*INSTRUCTIONS TO FOLLOW*
Which lines of the records below contain the word "format"? Copy each of them out.

*Dataset entries*
........
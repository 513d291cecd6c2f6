//! Valet CLI entry point

mod cli;

use crate::cli::{Cli, Commands, LogCommands};
use anyhow::{Context, Result};
use clap::Parser;
use std::sync::Arc;
use std::time::{SystemTime, UNIX_EPOCH};
use tracing_subscriber::{layer::SubscriberExt, util::SubscriberInitExt, EnvFilter};
use valet::token::{self, Permissions, TokenFields, TokenVersion};
use valet::{DirectClient, RemoteBackend};

#[tokio::main]
async fn main() -> Result<()> {
    // Load .env file if present
    dotenvy::dotenv().ok();

    // Initialize tracing
    tracing_subscriber::registry()
        .with(EnvFilter::try_from_default_env().unwrap_or_else(|_| EnvFilter::new("info")))
        .with(tracing_subscriber::fmt::layer())
        .init();

    let cli = Cli::parse();

    let get_secret = || -> Result<String> {
        cli.secret
            .clone()
            .context("VALET_SECRET or --secret required")
    };

    match cli.command {
        Commands::Mint {
            scope,
            bearer,
            permission,
            ttl_hours,
            format,
            endpoint,
        } => mint(
            scope,
            bearer,
            permission,
            ttl_hours,
            &format,
            endpoint,
            get_secret()?,
        ),
        Commands::Inspect { token, verify } => {
            let secret = if verify { Some(get_secret()?) } else { None };
            inspect(&token, secret)
        }
        Commands::Log { command } => log(command).await,
    }
}

fn mint(
    scope: String,
    bearer: String,
    permissions: Vec<String>,
    ttl_hours: u64,
    format: &str,
    endpoint: Option<String>,
    secret: String,
) -> Result<()> {
    let mut bits = 0u8;
    for perm in &permissions {
        bits |= match perm.as_str() {
            "read" => Permissions::READ,
            "append" => Permissions::APPEND,
            "delete-own" => Permissions::DELETE_OWN,
            "delete-any" => Permissions::DELETE_ANY,
            "read-deleted" => Permissions::READ_DELETED,
            "all" => {
                Permissions::READ
                    | Permissions::APPEND
                    | Permissions::DELETE_OWN
                    | Permissions::DELETE_ANY
                    | Permissions::READ_DELETED
            }
            other => anyhow::bail!("Invalid permission: {}", other),
        };
    }

    let version = match format {
        "legacy" => TokenVersion::Legacy,
        "compact" => TokenVersion::Compact,
        "extended" => TokenVersion::Extended,
        other => anyhow::bail!("Invalid format: {}", other),
    };

    let now = SystemTime::now()
        .duration_since(UNIX_EPOCH)
        .context("system clock before the unix epoch")?
        .as_secs();
    // Round up so the token lives at least the requested ttl despite the
    // binary layouts' hour granularity
    let expires_at = now.div_ceil(3600) * 3600 + ttl_hours * 3600;

    let fields = TokenFields {
        scope,
        endpoint,
        bearer,
        permissions: Permissions::from_bits(bits),
        expires_at,
    };

    let raw = token::encode(&fields, version, secret.as_bytes())
        .context("failed to encode token")?;

    println!("{}", raw);
    println!();
    println!("Scope:       {}", fields.scope);
    println!("Bearer:      {}", fields.bearer);
    println!("Permissions: {:#04x}", fields.permissions.bits());
    println!("Expires:     {} (unix seconds)", fields.expires_at);

    Ok(())
}

fn inspect(raw: &str, secret: Option<String>) -> Result<()> {
    let decoded = token::decode(raw, None).context("failed to decode token")?;

    println!("Version:     {:?}", decoded.version);
    println!("Scope:       {}", decoded.scope);
    println!(
        "Endpoint:    {}",
        decoded.endpoint.as_deref().unwrap_or("(supplied out-of-band)")
    );
    println!("Bearer:      {}", decoded.bearer);
    println!(
        "Permissions: {:#04x} [read={} append={} delete-own={} delete-any={} read-deleted={}]",
        decoded.permissions.bits(),
        decoded.permissions.can_read(),
        decoded.permissions.can_append(),
        decoded.permissions.can_delete_own(),
        decoded.permissions.can_delete_any(),
        decoded.permissions.can_read_deleted(),
    );
    println!("Expires:     {} (unix seconds)", decoded.expires_at);
    println!("Expired:     {}", decoded.is_expired());

    if let Some(secret) = secret {
        match decoded.verify(secret.as_bytes()) {
            Ok(()) => println!("Signature:   OK"),
            Err(e) => println!("Signature:   FAILED ({})", e),
        }
    }

    Ok(())
}

async fn log(command: LogCommands) -> Result<()> {
    match command {
        LogCommands::Read {
            token,
            endpoint,
            after,
            limit,
            include_deleted,
            dangerous_skip_cert_verify,
        } => {
            let client = direct_client(&token, endpoint.as_deref(), dangerous_skip_cert_verify)?;
            let page = if include_deleted {
                client.read_including_deleted(after, limit).await?
            } else {
                client.read(after, limit).await?
            };

            for record in &page.records {
                println!("{}", serde_json::to_string(record)?);
            }
            if page.has_more {
                let next = page.records.last().map(|r| r.seq).unwrap_or_default();
                println!("# more records after seq {}", next);
            }
        }
        LogCommands::Append {
            token,
            endpoint,
            payload,
            dangerous_skip_cert_verify,
        } => {
            let payload: serde_json::Value =
                serde_json::from_str(&payload).context("payload must be valid JSON")?;
            let client = direct_client(&token, endpoint.as_deref(), dangerous_skip_cert_verify)?;
            let record = client.append(payload).await?;
            println!("{}", serde_json::to_string(&record)?);
        }
        LogCommands::Delete {
            token,
            endpoint,
            seq,
            any,
            dangerous_skip_cert_verify,
        } => {
            let client = direct_client(&token, endpoint.as_deref(), dangerous_skip_cert_verify)?;
            let record = if any {
                client.delete_any(seq).await?
            } else {
                client.delete_own(seq).await?
            };
            println!("{}", serde_json::to_string(&record)?);
        }
    }

    Ok(())
}

fn direct_client(
    token: &str,
    endpoint: Option<&str>,
    dangerous_skip_cert_verify: bool,
) -> Result<DirectClient> {
    let backend = if dangerous_skip_cert_verify {
        RemoteBackend::new().dangerous_skip_cert_verify()
    } else {
        RemoteBackend::new()
    };
    DirectClient::new(token, endpoint, Arc::new(backend)).context("failed to build direct client")
}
........
*WRITTEN ANSWER*
            format,
            &format,
    format: &str,
    let version = match format {
        other => anyhow::bail!("Invalid format: {}", other),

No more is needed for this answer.